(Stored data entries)
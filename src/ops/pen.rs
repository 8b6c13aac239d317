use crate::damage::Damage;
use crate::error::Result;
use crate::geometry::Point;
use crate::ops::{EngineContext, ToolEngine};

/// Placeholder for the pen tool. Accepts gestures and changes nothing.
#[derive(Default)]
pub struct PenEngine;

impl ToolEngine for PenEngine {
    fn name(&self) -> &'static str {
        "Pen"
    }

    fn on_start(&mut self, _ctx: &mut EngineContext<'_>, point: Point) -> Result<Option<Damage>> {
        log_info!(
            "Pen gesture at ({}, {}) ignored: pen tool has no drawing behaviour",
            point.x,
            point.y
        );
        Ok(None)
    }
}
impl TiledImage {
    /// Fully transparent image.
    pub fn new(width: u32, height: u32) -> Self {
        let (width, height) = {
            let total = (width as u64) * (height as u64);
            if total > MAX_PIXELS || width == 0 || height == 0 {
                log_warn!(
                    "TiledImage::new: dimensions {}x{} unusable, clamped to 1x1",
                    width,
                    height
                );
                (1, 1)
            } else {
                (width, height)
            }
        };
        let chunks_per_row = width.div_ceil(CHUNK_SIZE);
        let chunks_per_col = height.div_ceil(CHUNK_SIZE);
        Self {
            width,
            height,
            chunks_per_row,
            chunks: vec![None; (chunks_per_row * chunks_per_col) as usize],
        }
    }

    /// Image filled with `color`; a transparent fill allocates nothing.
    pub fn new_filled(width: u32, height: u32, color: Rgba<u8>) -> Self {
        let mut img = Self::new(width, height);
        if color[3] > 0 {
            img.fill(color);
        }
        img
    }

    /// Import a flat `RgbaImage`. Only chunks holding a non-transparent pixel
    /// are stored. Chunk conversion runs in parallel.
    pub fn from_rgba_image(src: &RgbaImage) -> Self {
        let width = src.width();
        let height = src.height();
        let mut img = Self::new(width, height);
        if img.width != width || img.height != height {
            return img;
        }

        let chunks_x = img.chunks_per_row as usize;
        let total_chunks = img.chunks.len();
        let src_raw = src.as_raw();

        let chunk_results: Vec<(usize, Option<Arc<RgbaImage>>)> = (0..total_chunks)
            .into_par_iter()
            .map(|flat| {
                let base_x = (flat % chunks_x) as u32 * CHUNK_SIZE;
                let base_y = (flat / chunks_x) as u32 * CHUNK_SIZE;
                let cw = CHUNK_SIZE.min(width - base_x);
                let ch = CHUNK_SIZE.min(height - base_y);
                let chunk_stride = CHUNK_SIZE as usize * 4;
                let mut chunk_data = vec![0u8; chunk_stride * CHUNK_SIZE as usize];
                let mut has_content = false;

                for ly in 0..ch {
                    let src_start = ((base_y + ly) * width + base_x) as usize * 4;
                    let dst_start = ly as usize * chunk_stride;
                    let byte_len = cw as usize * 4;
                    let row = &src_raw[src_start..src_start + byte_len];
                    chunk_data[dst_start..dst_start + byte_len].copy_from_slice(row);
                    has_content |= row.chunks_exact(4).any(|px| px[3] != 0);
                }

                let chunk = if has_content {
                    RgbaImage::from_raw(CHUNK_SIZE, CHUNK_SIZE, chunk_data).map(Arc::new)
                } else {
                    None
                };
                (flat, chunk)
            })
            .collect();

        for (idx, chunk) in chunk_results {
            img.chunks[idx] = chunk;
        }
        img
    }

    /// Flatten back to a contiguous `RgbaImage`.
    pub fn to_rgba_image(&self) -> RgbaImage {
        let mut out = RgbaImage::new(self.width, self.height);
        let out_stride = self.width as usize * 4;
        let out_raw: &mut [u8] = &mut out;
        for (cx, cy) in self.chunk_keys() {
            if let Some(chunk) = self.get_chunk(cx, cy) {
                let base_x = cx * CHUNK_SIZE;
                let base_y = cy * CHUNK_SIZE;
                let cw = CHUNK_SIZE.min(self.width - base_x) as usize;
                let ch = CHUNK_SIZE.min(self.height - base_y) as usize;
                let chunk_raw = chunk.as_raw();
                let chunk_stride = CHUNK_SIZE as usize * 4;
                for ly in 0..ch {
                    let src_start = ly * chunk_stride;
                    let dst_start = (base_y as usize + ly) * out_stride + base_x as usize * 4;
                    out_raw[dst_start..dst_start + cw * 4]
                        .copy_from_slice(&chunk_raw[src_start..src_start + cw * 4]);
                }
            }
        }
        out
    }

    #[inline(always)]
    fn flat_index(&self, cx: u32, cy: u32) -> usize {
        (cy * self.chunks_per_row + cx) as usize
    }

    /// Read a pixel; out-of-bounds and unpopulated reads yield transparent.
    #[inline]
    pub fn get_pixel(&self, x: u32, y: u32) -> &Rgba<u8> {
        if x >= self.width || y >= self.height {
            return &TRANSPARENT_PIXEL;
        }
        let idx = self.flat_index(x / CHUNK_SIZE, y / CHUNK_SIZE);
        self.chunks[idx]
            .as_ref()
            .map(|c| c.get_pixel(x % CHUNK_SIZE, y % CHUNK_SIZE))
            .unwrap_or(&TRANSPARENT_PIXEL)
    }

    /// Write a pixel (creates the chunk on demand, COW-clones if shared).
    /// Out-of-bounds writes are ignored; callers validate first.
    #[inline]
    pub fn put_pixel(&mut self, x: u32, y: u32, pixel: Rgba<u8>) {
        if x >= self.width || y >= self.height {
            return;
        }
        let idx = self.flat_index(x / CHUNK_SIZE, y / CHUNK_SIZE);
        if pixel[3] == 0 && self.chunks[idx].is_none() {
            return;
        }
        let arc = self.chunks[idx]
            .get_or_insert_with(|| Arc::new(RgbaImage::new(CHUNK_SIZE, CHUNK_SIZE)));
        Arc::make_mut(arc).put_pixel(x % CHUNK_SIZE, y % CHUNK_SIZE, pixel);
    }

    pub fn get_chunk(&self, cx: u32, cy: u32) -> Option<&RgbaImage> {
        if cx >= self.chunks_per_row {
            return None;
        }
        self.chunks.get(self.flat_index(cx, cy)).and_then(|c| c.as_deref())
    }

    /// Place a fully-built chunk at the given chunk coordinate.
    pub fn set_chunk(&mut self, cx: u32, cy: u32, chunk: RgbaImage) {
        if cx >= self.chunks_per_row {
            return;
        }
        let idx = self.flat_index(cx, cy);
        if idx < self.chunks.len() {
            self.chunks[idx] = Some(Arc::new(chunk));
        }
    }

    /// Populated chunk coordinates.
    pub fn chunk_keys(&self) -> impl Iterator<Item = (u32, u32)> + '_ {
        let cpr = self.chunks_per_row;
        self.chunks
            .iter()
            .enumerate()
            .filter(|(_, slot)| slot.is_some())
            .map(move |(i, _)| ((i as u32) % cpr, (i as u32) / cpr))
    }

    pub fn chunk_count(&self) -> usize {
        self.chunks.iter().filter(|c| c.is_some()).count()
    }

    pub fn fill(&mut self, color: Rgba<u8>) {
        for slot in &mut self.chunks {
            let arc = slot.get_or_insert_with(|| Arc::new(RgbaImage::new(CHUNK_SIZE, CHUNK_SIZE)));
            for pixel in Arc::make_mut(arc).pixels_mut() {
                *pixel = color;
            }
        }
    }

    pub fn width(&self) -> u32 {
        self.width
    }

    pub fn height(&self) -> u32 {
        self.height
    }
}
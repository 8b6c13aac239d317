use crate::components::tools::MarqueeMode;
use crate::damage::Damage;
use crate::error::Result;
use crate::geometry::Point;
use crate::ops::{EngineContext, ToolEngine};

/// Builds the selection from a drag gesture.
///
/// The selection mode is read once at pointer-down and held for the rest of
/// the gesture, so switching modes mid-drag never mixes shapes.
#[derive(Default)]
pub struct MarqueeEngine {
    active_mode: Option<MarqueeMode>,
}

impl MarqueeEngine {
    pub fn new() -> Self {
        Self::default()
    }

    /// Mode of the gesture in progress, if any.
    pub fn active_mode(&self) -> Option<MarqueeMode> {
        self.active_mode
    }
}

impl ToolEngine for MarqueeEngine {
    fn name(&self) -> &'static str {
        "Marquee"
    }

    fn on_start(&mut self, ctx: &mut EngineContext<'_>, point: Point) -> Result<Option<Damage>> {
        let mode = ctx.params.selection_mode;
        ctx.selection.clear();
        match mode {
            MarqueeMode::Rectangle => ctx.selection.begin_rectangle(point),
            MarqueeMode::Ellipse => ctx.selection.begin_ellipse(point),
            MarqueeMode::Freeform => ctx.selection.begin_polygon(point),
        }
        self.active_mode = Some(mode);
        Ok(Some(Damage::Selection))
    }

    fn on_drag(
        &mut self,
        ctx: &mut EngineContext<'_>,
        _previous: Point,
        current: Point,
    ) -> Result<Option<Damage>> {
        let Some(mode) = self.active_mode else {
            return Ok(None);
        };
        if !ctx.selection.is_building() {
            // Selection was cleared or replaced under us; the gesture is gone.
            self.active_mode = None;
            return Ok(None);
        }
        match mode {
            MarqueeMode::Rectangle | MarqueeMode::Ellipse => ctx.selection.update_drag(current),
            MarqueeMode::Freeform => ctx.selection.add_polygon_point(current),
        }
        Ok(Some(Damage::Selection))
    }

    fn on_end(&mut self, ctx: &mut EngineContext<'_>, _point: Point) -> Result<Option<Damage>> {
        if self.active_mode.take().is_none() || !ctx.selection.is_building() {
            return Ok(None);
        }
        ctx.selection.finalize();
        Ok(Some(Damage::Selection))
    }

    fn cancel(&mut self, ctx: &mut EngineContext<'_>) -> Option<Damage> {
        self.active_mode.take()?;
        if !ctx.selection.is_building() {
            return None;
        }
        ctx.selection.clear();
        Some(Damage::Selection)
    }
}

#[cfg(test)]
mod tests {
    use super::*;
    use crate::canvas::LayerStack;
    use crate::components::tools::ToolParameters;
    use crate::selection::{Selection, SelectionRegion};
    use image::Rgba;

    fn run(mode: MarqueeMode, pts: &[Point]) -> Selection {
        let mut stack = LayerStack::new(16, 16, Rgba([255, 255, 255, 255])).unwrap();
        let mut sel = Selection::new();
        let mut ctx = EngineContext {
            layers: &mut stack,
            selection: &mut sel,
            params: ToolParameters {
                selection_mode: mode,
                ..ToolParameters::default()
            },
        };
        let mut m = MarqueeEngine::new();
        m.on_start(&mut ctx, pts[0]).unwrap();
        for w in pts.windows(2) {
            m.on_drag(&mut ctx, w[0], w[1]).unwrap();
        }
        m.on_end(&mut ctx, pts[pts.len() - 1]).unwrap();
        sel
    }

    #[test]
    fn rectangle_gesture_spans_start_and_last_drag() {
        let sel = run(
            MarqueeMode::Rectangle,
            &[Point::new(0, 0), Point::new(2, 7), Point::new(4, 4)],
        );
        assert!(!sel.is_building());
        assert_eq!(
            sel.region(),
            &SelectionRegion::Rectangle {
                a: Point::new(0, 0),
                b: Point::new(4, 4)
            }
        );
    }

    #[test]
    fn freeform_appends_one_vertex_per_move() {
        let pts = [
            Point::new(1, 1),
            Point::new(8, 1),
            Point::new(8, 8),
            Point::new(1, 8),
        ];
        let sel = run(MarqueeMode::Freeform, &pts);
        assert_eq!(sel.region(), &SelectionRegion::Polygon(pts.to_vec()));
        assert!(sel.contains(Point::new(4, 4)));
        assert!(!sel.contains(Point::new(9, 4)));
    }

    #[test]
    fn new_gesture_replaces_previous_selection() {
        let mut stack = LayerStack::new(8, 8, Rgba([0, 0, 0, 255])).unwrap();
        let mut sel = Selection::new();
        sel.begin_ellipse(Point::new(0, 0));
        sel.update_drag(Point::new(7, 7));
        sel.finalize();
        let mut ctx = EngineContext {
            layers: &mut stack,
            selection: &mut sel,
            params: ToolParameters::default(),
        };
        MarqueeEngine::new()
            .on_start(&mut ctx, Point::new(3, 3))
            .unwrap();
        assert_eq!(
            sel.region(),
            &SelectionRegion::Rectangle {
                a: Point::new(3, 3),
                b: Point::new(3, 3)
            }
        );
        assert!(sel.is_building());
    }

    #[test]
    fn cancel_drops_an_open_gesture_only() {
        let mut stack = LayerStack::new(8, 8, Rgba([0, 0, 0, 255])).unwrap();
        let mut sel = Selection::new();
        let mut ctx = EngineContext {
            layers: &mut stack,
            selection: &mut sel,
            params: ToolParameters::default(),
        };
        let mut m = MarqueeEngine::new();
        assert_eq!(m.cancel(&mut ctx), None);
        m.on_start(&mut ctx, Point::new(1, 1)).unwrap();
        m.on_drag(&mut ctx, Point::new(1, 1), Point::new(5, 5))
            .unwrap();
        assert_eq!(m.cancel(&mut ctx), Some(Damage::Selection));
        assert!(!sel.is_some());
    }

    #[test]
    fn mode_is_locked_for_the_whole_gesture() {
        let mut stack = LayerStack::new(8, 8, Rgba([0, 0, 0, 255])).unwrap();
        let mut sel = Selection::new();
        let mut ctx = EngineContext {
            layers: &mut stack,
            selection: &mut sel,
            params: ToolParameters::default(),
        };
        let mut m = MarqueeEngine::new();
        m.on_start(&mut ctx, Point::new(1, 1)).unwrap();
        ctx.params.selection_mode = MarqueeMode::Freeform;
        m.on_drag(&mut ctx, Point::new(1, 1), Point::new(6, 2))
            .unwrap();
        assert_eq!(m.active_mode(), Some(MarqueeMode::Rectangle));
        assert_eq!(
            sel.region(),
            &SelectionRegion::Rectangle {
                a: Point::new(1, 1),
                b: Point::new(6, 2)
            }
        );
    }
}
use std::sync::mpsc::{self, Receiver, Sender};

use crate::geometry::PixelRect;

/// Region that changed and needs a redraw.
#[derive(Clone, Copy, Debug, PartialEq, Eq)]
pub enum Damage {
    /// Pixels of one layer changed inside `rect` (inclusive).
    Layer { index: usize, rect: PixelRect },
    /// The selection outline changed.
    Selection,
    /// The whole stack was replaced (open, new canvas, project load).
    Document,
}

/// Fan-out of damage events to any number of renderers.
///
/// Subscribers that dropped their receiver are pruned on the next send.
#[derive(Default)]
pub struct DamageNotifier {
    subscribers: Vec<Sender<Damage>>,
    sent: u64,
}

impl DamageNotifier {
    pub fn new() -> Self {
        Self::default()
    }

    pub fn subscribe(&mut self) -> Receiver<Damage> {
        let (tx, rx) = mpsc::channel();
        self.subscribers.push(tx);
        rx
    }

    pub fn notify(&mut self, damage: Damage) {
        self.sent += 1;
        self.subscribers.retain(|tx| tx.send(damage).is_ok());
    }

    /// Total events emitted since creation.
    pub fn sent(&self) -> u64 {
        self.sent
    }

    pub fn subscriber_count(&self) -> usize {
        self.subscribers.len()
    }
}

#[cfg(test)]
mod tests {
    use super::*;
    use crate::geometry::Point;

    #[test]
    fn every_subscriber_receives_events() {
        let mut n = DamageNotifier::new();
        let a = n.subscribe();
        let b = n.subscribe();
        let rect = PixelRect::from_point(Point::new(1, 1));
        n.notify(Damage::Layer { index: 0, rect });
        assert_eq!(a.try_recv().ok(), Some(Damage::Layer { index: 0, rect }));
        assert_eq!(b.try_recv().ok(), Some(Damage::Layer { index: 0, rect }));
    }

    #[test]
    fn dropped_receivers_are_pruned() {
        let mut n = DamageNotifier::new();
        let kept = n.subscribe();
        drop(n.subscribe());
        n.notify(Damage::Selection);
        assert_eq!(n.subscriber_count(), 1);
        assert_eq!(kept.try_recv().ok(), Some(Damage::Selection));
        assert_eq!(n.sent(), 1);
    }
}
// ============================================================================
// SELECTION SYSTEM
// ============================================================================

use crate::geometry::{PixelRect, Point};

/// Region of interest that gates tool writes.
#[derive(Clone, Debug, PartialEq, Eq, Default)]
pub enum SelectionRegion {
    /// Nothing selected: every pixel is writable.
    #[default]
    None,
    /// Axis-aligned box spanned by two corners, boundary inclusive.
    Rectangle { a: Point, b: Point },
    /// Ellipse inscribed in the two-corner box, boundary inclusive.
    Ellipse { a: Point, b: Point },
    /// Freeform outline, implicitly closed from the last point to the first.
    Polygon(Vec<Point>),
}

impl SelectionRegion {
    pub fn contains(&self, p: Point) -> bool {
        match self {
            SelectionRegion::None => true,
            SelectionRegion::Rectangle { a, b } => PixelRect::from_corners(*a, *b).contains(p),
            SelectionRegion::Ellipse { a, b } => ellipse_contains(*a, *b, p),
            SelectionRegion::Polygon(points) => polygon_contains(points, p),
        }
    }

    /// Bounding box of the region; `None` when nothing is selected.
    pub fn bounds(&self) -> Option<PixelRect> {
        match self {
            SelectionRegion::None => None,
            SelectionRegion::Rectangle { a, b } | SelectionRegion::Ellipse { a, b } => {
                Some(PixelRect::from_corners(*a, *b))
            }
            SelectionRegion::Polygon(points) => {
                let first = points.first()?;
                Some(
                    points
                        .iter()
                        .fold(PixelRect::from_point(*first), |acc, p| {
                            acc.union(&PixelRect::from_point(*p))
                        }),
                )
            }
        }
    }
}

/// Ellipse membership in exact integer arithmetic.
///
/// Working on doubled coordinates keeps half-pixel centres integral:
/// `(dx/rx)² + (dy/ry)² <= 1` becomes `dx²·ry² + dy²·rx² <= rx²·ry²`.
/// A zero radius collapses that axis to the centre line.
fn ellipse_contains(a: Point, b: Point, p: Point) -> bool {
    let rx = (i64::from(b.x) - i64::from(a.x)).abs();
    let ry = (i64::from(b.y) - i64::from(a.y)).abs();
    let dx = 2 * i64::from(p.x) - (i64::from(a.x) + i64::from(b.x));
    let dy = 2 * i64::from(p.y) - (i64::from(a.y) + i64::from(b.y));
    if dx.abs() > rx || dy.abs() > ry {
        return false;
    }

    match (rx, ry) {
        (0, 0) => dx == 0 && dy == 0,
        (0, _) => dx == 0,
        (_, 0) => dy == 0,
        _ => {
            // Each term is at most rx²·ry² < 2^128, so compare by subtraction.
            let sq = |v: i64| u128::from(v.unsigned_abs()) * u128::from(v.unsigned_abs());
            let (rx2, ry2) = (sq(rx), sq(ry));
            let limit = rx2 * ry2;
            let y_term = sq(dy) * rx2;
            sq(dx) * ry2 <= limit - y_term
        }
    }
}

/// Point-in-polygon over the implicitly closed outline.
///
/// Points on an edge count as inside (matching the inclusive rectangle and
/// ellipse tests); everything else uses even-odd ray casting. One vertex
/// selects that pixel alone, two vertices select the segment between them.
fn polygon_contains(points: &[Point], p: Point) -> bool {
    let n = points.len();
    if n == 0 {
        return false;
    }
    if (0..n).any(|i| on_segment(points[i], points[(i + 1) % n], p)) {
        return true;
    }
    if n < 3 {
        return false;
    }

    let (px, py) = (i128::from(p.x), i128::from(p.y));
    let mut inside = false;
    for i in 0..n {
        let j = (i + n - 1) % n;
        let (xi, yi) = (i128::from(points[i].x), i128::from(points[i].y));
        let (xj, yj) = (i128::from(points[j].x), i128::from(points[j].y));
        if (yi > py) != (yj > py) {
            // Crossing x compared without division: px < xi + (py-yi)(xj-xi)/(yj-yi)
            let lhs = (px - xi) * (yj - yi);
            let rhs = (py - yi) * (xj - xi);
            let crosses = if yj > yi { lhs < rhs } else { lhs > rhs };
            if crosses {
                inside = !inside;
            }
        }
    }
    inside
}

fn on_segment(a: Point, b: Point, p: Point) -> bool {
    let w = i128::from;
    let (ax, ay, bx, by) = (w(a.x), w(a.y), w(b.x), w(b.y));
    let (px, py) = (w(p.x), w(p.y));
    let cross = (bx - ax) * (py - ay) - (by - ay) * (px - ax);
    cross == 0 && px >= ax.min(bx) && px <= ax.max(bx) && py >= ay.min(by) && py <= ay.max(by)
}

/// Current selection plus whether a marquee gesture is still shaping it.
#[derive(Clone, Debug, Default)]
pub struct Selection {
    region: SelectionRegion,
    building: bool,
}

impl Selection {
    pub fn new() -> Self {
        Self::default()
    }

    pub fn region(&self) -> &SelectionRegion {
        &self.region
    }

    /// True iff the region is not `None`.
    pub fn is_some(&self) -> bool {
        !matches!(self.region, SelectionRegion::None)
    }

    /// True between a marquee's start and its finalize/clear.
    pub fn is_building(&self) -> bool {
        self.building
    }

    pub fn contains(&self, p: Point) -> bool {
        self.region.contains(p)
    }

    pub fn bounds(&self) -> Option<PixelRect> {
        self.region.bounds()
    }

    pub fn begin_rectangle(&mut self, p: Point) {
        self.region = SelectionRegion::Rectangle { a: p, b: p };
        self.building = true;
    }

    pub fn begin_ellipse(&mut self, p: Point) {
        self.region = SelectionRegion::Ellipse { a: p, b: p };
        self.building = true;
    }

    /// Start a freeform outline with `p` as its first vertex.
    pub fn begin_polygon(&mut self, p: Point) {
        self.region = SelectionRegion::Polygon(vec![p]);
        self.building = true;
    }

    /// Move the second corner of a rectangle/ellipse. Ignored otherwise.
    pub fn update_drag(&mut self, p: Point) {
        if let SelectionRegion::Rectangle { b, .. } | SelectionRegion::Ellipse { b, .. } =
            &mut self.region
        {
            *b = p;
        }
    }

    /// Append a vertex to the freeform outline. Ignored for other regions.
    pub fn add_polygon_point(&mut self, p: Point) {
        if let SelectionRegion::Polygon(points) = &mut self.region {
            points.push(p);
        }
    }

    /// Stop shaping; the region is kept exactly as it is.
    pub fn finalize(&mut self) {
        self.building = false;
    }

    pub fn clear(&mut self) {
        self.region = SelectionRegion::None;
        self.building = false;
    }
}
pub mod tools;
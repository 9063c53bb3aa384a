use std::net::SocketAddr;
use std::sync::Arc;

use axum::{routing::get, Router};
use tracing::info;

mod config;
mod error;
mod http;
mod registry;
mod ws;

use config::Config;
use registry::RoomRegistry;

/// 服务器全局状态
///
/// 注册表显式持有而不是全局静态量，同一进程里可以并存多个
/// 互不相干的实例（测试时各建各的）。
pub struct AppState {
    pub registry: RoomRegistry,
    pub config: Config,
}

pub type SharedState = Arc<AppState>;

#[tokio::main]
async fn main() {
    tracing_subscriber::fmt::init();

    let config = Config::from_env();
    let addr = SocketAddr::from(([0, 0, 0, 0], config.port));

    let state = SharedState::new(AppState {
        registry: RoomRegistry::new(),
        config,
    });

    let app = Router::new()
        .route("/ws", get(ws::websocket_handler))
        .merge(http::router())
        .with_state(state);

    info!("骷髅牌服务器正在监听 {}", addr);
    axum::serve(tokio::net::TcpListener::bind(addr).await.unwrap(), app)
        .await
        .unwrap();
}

- _DIRECTIONS FOR THIS TASK_:
Each line of the data that holds "MarqueeEngine" should be copied.

- _ANSWER BELOW_:
pub struct MarqueeEngine {
impl MarqueeEngine {
impl ToolEngine for MarqueeEngine {
        let mut m = MarqueeEngine::new();
        MarqueeEngine::new()
        let mut m = MarqueeEngine::new();
        let mut m = MarqueeEngine::new();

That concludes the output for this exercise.